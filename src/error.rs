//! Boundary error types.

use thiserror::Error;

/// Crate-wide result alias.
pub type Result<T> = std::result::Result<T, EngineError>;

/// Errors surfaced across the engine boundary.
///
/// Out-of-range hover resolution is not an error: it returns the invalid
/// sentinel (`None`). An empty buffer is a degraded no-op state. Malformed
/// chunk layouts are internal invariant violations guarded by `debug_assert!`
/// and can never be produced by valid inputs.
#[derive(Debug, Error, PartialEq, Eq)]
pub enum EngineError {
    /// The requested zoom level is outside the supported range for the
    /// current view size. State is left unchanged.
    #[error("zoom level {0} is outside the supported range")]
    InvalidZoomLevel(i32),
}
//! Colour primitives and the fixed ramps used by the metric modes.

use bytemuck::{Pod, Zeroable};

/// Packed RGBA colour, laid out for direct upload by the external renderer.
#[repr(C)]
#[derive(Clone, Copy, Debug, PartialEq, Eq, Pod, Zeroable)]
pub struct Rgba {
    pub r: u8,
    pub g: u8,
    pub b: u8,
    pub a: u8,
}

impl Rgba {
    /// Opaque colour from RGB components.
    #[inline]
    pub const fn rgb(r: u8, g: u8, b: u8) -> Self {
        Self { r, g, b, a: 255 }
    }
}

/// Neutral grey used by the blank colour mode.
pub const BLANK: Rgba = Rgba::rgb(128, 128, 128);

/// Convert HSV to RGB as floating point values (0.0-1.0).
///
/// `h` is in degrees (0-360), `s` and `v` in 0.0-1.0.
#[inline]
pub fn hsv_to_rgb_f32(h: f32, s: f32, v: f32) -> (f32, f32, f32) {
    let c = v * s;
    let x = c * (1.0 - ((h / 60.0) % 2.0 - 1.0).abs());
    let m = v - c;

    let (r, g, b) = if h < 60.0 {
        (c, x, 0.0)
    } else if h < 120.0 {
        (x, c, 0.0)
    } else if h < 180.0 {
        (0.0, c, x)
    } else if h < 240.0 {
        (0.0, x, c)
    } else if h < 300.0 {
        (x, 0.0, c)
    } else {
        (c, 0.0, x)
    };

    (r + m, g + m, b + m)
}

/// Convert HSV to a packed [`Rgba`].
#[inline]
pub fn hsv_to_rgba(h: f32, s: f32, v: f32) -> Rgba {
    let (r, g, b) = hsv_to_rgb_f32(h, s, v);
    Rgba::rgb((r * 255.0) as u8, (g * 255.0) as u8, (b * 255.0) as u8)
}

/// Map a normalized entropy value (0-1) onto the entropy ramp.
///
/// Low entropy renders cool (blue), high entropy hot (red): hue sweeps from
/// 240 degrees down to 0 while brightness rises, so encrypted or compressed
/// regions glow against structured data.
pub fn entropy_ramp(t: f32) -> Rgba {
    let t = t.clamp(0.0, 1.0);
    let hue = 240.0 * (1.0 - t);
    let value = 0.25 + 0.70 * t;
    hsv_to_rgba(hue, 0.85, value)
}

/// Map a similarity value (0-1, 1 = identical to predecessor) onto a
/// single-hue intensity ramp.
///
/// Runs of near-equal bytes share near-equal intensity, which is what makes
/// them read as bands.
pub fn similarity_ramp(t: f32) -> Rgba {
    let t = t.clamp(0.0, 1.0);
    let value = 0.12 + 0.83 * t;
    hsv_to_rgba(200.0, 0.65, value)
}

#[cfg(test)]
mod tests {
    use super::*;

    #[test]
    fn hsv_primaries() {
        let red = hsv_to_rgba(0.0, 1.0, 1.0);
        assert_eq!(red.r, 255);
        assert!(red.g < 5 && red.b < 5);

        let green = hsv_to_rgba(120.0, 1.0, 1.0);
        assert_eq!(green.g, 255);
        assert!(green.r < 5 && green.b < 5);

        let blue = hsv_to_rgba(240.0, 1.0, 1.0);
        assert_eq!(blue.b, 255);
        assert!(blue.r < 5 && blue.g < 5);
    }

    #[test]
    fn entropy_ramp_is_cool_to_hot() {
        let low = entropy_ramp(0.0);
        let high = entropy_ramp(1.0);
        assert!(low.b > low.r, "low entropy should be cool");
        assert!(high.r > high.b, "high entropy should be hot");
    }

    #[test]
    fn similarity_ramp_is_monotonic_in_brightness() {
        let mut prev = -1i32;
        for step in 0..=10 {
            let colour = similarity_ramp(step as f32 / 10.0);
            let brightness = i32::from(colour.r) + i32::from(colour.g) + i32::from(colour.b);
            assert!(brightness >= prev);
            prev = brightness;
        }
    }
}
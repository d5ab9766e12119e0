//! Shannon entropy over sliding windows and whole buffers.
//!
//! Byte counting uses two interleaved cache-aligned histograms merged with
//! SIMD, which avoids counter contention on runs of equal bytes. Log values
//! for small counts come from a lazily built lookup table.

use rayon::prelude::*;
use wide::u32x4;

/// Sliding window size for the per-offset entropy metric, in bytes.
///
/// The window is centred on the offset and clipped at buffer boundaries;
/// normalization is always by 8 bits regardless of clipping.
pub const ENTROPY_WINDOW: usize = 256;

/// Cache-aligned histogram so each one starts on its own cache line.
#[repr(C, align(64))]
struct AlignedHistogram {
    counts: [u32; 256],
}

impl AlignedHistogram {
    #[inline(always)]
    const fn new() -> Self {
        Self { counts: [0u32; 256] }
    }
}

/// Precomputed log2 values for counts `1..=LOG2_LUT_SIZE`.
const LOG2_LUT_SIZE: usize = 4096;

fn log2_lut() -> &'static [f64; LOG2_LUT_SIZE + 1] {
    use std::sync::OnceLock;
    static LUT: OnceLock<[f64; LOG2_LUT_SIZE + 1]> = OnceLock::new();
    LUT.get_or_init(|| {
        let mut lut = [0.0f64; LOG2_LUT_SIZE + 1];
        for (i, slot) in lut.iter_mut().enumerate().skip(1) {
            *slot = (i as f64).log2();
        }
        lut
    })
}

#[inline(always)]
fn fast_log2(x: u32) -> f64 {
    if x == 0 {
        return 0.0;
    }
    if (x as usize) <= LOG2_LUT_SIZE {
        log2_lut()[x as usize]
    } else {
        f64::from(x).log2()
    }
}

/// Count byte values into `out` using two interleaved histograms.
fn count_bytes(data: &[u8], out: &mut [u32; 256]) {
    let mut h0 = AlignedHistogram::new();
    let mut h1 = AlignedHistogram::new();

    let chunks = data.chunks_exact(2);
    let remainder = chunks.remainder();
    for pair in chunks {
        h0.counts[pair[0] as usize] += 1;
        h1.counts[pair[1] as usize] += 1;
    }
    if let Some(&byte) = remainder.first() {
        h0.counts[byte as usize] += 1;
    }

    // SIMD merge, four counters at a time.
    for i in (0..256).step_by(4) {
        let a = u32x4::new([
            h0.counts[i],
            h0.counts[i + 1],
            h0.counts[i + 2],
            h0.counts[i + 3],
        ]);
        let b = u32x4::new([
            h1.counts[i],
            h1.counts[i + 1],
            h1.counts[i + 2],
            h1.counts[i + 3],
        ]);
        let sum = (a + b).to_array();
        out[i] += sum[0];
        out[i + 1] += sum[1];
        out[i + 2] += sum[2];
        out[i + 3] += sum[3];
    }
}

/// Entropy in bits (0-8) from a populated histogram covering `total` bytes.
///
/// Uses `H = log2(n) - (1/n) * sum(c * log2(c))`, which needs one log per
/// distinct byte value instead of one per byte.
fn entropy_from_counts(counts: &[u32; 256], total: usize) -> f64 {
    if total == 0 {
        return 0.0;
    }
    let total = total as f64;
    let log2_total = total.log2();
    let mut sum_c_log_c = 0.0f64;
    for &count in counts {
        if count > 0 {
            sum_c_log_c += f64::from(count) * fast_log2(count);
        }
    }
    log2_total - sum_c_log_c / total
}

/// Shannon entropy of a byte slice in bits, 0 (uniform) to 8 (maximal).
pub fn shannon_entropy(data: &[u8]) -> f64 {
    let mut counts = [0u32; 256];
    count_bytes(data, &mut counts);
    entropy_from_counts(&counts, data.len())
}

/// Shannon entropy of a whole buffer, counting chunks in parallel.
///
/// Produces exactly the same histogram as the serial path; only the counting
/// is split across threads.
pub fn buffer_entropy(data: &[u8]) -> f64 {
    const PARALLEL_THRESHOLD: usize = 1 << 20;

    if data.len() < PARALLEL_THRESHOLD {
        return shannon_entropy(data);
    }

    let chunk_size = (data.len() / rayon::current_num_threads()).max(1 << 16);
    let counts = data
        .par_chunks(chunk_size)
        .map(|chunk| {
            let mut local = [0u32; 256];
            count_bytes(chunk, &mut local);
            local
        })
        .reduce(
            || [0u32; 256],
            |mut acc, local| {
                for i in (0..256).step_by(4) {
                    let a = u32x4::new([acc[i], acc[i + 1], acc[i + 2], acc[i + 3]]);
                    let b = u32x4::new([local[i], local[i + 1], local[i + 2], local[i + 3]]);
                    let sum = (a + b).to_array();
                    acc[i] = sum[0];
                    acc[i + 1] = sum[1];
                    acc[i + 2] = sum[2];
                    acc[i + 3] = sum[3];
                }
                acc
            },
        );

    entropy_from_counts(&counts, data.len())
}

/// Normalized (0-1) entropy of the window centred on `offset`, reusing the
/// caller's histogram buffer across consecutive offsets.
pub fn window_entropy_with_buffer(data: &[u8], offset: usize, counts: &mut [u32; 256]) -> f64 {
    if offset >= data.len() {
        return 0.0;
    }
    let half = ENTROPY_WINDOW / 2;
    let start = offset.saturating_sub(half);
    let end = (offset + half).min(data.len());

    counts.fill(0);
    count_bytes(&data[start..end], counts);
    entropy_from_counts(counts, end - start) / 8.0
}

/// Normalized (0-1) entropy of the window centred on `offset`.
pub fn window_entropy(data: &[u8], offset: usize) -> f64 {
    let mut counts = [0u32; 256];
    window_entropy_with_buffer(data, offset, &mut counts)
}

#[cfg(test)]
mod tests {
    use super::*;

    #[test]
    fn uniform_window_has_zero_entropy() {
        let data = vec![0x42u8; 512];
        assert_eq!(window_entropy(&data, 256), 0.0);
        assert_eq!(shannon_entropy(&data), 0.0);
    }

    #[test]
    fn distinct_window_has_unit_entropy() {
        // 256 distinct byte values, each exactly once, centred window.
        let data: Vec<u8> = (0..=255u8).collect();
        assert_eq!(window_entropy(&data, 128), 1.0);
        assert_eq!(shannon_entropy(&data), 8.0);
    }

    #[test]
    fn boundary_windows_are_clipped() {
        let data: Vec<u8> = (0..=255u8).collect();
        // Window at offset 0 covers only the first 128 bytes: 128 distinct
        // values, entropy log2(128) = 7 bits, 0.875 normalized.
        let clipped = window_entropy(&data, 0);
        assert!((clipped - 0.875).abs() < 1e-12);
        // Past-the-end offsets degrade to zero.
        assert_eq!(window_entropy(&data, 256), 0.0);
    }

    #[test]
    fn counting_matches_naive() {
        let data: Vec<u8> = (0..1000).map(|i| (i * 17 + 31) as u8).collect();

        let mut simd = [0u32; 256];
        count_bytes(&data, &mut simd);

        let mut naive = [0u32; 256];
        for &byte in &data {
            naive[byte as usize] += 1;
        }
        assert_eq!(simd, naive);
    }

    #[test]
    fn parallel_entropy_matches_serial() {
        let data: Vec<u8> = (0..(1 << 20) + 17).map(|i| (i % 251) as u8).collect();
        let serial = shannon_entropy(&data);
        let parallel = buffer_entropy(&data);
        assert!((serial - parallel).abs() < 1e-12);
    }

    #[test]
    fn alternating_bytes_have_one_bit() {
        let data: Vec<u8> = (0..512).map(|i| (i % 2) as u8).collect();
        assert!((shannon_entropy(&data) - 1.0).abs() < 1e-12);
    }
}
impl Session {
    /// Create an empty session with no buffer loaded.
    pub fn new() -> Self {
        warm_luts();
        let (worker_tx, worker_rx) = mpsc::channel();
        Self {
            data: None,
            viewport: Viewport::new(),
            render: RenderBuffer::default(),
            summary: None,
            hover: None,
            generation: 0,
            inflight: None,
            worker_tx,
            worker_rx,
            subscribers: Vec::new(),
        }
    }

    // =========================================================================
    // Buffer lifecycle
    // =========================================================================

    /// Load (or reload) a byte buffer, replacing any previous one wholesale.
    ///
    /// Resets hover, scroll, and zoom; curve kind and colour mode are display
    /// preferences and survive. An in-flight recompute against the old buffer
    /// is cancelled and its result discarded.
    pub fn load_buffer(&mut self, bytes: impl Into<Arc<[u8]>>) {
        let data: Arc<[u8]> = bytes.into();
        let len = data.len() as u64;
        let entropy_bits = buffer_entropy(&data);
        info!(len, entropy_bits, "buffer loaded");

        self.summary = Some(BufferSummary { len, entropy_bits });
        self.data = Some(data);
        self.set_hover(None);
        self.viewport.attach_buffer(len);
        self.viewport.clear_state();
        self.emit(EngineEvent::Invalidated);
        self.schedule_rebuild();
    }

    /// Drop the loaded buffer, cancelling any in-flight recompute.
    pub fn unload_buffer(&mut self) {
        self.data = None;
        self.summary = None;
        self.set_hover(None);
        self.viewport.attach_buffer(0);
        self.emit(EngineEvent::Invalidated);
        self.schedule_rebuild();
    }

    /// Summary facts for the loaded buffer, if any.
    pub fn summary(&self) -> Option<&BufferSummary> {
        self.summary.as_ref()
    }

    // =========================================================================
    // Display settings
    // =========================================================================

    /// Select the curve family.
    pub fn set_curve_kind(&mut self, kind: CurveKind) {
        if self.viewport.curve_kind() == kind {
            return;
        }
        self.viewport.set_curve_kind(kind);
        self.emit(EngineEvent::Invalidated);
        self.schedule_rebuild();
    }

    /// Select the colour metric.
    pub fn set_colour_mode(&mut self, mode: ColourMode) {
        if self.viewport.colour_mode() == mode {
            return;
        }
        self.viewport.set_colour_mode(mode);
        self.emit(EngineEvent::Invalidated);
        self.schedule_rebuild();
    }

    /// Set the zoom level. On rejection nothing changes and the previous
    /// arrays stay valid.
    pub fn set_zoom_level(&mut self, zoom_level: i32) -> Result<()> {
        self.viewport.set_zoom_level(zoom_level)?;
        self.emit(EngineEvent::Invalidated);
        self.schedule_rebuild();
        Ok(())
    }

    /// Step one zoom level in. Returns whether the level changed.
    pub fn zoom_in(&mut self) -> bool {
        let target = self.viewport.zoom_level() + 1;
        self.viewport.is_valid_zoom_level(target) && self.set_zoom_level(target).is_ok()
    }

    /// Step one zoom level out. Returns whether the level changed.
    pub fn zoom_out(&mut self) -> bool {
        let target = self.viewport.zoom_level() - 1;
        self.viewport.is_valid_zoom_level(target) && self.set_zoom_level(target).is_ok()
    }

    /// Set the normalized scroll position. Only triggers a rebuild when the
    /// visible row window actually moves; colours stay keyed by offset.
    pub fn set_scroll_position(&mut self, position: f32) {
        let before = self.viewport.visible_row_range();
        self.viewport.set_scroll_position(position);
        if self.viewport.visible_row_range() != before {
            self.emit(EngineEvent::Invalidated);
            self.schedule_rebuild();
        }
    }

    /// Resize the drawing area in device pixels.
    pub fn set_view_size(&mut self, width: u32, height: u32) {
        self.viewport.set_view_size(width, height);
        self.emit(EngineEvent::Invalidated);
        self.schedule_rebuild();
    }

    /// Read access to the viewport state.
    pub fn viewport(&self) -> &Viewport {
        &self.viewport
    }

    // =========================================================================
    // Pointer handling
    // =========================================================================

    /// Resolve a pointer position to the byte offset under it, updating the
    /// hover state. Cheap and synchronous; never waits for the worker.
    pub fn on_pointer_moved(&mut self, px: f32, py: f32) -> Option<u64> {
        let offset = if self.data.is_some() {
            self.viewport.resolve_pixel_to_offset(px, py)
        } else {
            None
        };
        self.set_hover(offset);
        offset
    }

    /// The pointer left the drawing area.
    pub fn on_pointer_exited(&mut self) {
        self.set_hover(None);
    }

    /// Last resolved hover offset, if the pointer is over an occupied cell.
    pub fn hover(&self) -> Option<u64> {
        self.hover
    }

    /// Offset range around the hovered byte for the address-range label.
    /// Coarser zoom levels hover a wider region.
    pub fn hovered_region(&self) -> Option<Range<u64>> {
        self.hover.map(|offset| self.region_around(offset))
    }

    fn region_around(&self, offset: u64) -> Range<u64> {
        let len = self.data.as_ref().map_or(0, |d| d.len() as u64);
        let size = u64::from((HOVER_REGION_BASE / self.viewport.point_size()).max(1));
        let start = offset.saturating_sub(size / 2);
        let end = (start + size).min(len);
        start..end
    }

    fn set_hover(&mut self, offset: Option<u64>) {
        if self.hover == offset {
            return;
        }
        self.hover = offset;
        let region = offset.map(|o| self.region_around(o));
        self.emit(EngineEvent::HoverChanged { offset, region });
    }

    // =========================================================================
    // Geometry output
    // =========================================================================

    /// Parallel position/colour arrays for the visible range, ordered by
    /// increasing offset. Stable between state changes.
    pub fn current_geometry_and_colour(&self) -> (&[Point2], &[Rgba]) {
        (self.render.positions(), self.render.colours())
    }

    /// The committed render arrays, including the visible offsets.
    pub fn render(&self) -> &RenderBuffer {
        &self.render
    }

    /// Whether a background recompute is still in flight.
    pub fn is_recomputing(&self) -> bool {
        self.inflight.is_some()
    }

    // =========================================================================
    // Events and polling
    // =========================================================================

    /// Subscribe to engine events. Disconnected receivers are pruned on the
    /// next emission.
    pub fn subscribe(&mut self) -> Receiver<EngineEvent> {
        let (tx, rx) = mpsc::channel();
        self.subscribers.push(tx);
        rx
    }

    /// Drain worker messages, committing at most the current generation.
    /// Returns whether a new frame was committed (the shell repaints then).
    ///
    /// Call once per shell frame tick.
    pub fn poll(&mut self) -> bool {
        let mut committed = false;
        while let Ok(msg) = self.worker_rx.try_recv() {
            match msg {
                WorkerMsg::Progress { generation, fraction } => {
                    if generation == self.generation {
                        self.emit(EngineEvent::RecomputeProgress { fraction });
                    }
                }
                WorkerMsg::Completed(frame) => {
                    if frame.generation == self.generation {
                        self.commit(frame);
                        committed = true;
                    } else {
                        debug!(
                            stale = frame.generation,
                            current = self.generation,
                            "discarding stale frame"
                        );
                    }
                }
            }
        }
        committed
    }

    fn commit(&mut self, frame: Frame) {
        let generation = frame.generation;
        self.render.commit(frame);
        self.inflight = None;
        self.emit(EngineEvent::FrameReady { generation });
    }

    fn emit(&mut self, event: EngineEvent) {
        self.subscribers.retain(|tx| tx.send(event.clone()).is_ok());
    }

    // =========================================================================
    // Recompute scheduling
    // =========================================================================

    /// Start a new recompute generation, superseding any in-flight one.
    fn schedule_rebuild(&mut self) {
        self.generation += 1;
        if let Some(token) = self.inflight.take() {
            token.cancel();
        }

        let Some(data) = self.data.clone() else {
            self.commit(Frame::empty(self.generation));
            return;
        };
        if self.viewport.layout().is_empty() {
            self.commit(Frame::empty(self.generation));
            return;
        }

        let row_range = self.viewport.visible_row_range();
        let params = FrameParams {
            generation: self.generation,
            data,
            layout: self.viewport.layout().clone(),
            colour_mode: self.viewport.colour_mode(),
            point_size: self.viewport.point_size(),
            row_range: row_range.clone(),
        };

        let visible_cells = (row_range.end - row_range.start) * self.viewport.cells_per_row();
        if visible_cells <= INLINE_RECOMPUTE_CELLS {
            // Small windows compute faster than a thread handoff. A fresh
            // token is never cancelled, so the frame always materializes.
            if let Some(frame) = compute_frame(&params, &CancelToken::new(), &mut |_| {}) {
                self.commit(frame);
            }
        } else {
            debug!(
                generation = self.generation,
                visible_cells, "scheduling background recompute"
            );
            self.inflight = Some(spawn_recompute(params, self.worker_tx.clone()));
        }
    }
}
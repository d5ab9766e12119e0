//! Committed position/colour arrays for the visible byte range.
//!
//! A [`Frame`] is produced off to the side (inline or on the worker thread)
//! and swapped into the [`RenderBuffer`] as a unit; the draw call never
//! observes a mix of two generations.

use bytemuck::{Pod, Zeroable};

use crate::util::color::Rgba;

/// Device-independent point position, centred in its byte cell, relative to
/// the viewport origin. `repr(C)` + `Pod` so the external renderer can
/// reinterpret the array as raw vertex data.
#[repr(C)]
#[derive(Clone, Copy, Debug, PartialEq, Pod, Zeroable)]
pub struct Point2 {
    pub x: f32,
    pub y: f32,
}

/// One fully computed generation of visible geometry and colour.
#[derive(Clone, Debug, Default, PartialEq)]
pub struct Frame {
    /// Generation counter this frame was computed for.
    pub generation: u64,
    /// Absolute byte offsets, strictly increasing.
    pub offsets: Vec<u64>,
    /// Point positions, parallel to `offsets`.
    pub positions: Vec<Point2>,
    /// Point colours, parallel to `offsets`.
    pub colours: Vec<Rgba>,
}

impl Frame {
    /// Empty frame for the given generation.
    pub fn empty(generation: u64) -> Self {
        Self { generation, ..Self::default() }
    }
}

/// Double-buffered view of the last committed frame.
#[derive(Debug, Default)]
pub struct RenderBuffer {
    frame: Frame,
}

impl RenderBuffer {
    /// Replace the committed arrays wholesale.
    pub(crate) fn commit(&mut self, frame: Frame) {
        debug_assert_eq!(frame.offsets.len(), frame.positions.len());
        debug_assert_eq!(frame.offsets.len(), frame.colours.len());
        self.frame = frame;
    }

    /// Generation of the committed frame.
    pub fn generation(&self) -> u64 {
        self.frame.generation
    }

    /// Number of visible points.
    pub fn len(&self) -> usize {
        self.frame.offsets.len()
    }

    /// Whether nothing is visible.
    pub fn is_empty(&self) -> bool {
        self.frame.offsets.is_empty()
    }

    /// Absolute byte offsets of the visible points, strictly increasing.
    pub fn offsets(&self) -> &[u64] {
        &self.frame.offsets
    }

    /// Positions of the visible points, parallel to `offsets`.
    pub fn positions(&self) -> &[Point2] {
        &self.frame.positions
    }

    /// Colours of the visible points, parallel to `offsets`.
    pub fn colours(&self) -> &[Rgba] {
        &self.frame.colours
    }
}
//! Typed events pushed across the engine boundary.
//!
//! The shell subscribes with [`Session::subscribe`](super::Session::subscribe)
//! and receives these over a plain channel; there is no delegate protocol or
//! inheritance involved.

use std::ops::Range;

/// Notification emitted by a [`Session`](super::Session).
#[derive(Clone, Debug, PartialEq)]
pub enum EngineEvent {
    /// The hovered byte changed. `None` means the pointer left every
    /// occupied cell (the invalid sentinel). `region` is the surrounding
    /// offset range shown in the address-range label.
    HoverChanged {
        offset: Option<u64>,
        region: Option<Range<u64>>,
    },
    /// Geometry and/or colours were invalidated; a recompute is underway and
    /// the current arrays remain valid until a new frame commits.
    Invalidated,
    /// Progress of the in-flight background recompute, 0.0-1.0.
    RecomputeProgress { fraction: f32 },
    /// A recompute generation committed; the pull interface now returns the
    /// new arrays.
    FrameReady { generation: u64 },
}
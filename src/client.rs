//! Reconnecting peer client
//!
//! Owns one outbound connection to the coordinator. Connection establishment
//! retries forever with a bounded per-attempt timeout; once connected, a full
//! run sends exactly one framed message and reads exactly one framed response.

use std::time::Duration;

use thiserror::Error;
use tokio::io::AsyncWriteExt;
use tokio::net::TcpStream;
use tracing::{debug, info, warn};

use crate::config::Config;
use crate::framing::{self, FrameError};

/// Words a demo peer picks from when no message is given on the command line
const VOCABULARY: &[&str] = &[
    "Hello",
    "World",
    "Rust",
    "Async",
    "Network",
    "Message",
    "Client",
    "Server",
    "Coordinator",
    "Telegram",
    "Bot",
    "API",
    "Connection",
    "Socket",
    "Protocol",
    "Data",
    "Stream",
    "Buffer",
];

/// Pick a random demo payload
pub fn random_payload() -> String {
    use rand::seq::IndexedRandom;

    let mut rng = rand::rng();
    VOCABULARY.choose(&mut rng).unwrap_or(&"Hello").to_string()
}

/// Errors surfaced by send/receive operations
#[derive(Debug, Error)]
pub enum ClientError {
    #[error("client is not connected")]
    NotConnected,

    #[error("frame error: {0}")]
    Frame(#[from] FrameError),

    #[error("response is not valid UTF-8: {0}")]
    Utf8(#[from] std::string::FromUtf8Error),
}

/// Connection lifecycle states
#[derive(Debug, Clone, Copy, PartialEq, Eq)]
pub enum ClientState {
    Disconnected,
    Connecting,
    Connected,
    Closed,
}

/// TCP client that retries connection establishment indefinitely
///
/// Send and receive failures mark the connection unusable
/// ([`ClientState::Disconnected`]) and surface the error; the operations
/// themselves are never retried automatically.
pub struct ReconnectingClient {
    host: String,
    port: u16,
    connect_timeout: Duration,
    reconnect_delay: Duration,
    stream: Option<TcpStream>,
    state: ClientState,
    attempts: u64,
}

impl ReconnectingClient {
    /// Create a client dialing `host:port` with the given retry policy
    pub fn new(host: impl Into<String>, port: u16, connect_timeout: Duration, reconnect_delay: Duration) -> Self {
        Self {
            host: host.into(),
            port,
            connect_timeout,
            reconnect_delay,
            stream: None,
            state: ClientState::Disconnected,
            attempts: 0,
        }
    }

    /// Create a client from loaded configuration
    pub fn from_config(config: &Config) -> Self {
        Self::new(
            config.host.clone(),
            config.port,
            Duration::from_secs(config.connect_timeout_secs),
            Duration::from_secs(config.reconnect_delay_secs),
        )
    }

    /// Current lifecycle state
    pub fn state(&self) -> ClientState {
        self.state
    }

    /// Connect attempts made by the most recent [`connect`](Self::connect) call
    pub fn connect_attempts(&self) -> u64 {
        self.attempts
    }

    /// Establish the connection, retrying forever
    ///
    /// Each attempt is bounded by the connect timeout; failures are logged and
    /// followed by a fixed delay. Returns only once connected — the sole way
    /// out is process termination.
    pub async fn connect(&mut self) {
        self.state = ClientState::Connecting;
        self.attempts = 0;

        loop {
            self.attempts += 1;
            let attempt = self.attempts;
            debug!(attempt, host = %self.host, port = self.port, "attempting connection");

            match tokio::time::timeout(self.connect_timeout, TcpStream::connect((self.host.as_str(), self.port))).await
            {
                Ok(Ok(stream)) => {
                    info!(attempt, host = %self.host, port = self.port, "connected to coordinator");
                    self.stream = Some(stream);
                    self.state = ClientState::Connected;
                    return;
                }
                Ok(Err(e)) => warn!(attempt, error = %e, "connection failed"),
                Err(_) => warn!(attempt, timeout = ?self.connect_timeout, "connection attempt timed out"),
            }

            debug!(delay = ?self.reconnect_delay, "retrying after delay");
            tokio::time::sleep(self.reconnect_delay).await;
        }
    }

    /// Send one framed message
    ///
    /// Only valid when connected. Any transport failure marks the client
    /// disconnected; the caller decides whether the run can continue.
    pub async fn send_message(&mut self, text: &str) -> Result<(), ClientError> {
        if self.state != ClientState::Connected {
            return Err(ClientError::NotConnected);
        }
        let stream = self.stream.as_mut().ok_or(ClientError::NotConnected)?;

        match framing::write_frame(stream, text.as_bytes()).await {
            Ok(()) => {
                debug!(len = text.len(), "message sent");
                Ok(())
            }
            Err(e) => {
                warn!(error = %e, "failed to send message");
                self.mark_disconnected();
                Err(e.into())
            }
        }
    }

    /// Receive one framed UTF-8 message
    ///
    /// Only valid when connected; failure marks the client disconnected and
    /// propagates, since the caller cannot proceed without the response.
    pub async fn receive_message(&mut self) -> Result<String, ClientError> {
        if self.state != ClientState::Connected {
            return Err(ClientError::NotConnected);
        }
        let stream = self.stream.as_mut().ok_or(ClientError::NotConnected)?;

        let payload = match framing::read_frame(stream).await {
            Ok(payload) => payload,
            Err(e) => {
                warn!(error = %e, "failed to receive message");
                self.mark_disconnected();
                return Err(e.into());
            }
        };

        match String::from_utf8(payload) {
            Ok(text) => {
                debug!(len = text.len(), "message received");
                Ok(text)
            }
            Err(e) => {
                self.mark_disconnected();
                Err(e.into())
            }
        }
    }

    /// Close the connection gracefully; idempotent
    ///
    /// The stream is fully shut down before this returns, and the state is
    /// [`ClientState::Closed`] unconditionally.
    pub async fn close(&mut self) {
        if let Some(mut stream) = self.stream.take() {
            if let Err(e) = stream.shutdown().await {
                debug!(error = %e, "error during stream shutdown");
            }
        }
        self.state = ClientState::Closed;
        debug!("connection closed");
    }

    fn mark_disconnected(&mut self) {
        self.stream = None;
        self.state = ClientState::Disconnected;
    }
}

☆ ☆ ☆ ☆ ☆ ☆ ☆

TO DO
Using the listing above, return word for word each line from the one that has "self.hover.map(|offset| self.region_around(offset))" through the one that has "range, ordered by", and no line outside that range.

RESULT FOR THIS TASK
        self.hover.map(|offset| self.region_around(offset))
    }

    fn region_around(&self, offset: u64) -> Range<u64> {
        let len = self.data.as_ref().map_or(0, |d| d.len() as u64);
        let size = u64::from((HOVER_REGION_BASE / self.viewport.point_size()).max(1));
        let start = offset.saturating_sub(size / 2);
        let end = (start + size).min(len);
        start..end
    }

    fn set_hover(&mut self, offset: Option<u64>) {
        if self.hover == offset {
            return;
        }
        self.hover = offset;
        let region = offset.map(|o| self.region_around(o));
        self.emit(EngineEvent::HoverChanged { offset, region });
    }

    // =========================================================================
    // Geometry output
    // =========================================================================

    /// Parallel position/colour arrays for the visible range, ordered by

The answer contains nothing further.